Samuel Grosser (born February 18, 1664 in Paschkerwitz in the Gmina Długołęka in Silesia ; † June 24, 1736 in Görlitz ) was a historian , educator and long-time director of the Görlitz high school .

Life

Samuel Grosser was born on February 18, 1664 in Paschkerwitz in the Silesian Duchy of Oels . His father of the same name was a Protestant pastor - most recently in Nimptsch . At the age of seven he moved to the Brieger Gymnasium, from where he soon moved to the Magdalenäum in Breslau and later to the Zittau Gymnasium . Here the rector Christian Weise took him into his care. He got Grosser a job as a tutor in a Zittau participatory budget and invited him to accompany him on a trip to Prague , where they stopped at Bohuslav Balbin, among others . In 1683 Grosser began studying at the University of Leipzig , which he completed with a doctorate with a Magister Artium .

Since 1688 Grosser held so-called Collegia privata in Leipzig on poetry, history and geography. In 1690 the Leipzig council appointed him vice-rector of the Nikolaischule , in 1691 he was appointed rector of the grammar school in Altenburg , Saxony . In 1695 he accepted the position of rector at the Görlitzer Gymnasium, which was of national importance at the time, and immediately began to reform its teaching in the spirit of the educational reform currents of the 17th century. Grosser placed the usefulness and practicability of the knowledge imparted more strongly in the curricular center of his school; he pushed the old languages back a little in favor of German.

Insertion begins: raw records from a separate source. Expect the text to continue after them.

#[cfg(test)]
mod tests {
    use super::*;
    use crate::cgroups::config::DeviceRule;

    fn names(props: &[Property]) -> Vec<&str> {
        props.iter().map(|p| p.name.as_str()).collect()
    }

    fn find<'a>(props: &'a [Property], name: &str) -> Option<&'a Property> {
        props.iter().find(|p| p.name == name)
    }

    fn allow_rule(major: i64, minor: i64) -> DeviceRule {
        DeviceRule {
            dev_type: DeviceType::Char,
            major: Some(major),
            minor: Some(minor),
            read: true,
            write: true,
            mknod: false,
            allow: true,
        }
    }

    #[test]
    fn test_zero_resources_emit_only_device_policy() {
        let props = translate(&Resources::default()).unwrap();
        assert_eq!(names(&props), vec!["DevicePolicy"]);
    }

    #[test]
    fn test_nonzero_fields_are_emitted() {
        let r = Resources {
            memory: 64 * 1024 * 1024,
            cpu_shares: 512,
            blkio_weight: 500,
            ..Default::default()
        };
        let props = translate(&r).unwrap();
        assert_eq!(
            find(&props, "MemoryLimit").unwrap().value,
            Value::from(64u64 * 1024 * 1024)
        );
        assert_eq!(find(&props, "CPUShares").unwrap().value, Value::from(512u64));
        assert_eq!(
            find(&props, "BlockIOWeight").unwrap().value,
            Value::from(500u64)
        );
    }

    #[test]
    fn test_pids_limit_zero_is_omitted() {
        let props = translate(&Resources::default()).unwrap();
        assert!(find(&props, "TasksMax").is_none());
    }

    #[test]
    fn test_pids_limit_positive_and_unlimited() {
        let r = Resources {
            pids_limit: 100,
            ..Default::default()
        };
        let props = translate(&r).unwrap();
        assert_eq!(find(&props, "TasksMax").unwrap().value, Value::from(100u64));

        let r = Resources {
            pids_limit: -1,
            ..Default::default()
        };
        let props = translate(&r).unwrap();
        assert_eq!(
            find(&props, "TasksMax").unwrap().value,
            Value::from(u64::MAX)
        );
    }

    #[test]
    fn test_cpu_quota_unset_emits_nothing() {
        let props = translate(&Resources::default()).unwrap();
        assert!(find(&props, "CPUQuotaPerSecUSec").is_none());
    }

    #[test]
    fn test_cpu_quota_unlimited_vs_unset() {
        let r = Resources {
            cpu_quota: -1,
            ..Default::default()
        };
        let props = translate(&r).unwrap();
        assert_eq!(
            find(&props, "CPUQuotaPerSecUSec").unwrap().value,
            Value::from(u64::MAX)
        );
    }

    #[test]
    fn test_cpu_quota_rounds_up_to_10ms() {
        // A full core over a 100ms period is exactly 1s/s, already aligned.
        let r = Resources {
            cpu_quota: 100_000,
            cpu_period: 100_000,
            ..Default::default()
        };
        let props = translate(&r).unwrap();
        assert_eq!(
            find(&props, "CPUQuotaPerSecUSec").unwrap().value,
            Value::from(1_000_000u64)
        );

        // Half a millisecond per period is 5000us/sec and rounds up to
        // the next 10ms step.
        let r = Resources {
            cpu_quota: 500,
            cpu_period: 100_000,
            ..Default::default()
        };
        let props = translate(&r).unwrap();
        assert_eq!(
            find(&props, "CPUQuotaPerSecUSec").unwrap().value,
            Value::from(10_000u64)
        );

        // quota 10001us over 100ms is 100010us/sec, rounded up to 110000.
        let r = Resources {
            cpu_quota: 10_001,
            cpu_period: 100_000,
            ..Default::default()
        };
        let props = translate(&r).unwrap();
        assert_eq!(
            find(&props, "CPUQuotaPerSecUSec").unwrap().value,
            Value::from(110_000u64)
        );
    }

    #[test]
    fn test_cpu_period_without_quota_is_unlimited() {
        let r = Resources {
            cpu_period: 50_000,
            ..Default::default()
        };
        let props = translate(&r).unwrap();
        assert_eq!(
            find(&props, "CPUQuotaPerSecUSec").unwrap().value,
            Value::from(u64::MAX)
        );
    }

    #[test]
    fn test_range_to_bits() {
        assert_eq!(range_to_bits("0").unwrap(), vec![0b0000_0001]);
        assert_eq!(range_to_bits("0-3").unwrap(), vec![0b0000_1111]);
        assert_eq!(range_to_bits("0-3,7").unwrap(), vec![0b1000_1111]);
        assert_eq!(range_to_bits("8").unwrap(), vec![0, 0b0000_0001]);
        assert_eq!(range_to_bits("1,9").unwrap(), vec![0b0000_0010, 0b0000_0010]);
    }

    #[test]
    fn test_range_to_bits_rejects_garbage() {
        assert!(range_to_bits("").is_err());
        assert!(range_to_bits("a-b").is_err());
        assert!(range_to_bits("3-1").is_err());
        assert!(range_to_bits("1,,2").is_err());
    }

    #[test]
    fn test_cpuset_emitted_only_when_set() {
        let props = translate(&Resources::default()).unwrap();
        assert!(find(&props, "AllowedCPUs").is_none());
        assert!(find(&props, "AllowedMemoryNodes").is_none());

        let r = Resources {
            cpuset_cpus: "0-1".to_string(),
            ..Default::default()
        };
        let props = translate(&r).unwrap();
        assert_eq!(
            find(&props, "AllowedCPUs").unwrap().value,
            Value::from(vec![0b0000_0011u8])
        );
        assert!(find(&props, "AllowedMemoryNodes").is_none());
    }

    #[test]
    fn test_device_allow_preserves_order() {
        let r = Resources {
            devices: vec![allow_rule(1, 3), allow_rule(1, 5)],
            ..Default::default()
        };
        let props = translate(&r).unwrap();
        assert_eq!(find(&props, "DevicePolicy").unwrap().value, Value::from("strict"));
        let allow = find(&props, "DeviceAllow").unwrap();
        let rendered = format!("{:?}", allow.value);
        let first = rendered.find("/dev/char/1:3").unwrap();
        let second = rendered.find("/dev/char/1:5").unwrap();
        assert!(first < second);
    }

    #[test]
    fn test_wildcard_allow_flips_policy_to_auto() {
        let r = Resources {
            devices: vec![DeviceRule {
                dev_type: DeviceType::All,
                major: None,
                minor: None,
                read: true,
                write: true,
                mknod: true,
                allow: true,
            }],
            ..Default::default()
        };
        let props = translate(&r).unwrap();
        assert_eq!(find(&props, "DevicePolicy").unwrap().value, Value::from("auto"));
        assert!(find(&props, "DeviceAllow").is_none());
    }

    #[test]
    fn test_malformed_device_rule_fails_without_partial_output() {
        let r = Resources {
            memory: 4096,
            devices: vec![DeviceRule {
                dev_type: DeviceType::Char,
                major: None,
                minor: Some(3),
                read: true,
                write: false,
                mknod: false,
                allow: true,
            }],
            ..Default::default()
        };
        let err = translate(&r).unwrap_err();
        assert!(matches!(err, CgroupError::Translation(_)));
    }

    #[test]
    fn test_device_rule_without_access_is_rejected() {
        let r = Resources {
            devices: vec![DeviceRule {
                dev_type: DeviceType::Char,
                major: Some(1),
                minor: Some(3),
                read: false,
                write: false,
                mknod: false,
                allow: true,
            }],
            ..Default::default()
        };
        assert!(translate(&r).is_err());
    }

    #[test]
    fn test_deny_after_allow_is_rejected() {
        let r = Resources {
            devices: vec![
                allow_rule(1, 3),
                DeviceRule {
                    dev_type: DeviceType::Char,
                    major: Some(1),
                    minor: Some(3),
                    read: true,
                    write: true,
                    mknod: false,
                    allow: false,
                },
            ],
            ..Default::default()
        };
        assert!(translate(&r).is_err());
    }

    #[test]
    fn test_leading_wildcard_deny_is_default() {
        let r = Resources {
            devices: vec![
                DeviceRule {
                    dev_type: DeviceType::All,
                    major: None,
                    minor: None,
                    read: true,
                    write: true,
                    mknod: true,
                    allow: false,
                },
                allow_rule(1, 3),
            ],
            ..Default::default()
        };
        let props = translate(&r).unwrap();
        assert_eq!(find(&props, "DevicePolicy").unwrap().value, Value::from("strict"));
        assert!(find(&props, "DeviceAllow").is_some());
    }
}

Grosser also placed great emphasis on conveying recent local and national history . According to his understanding, school lessons should more meet the requirements of bourgeois life and concentrate less on imparting “dead knowledge”. He also valued school theater, which he regarded as a practical instrument for imparting knowledge and developing personality: 61 theater plays should come from his own pen.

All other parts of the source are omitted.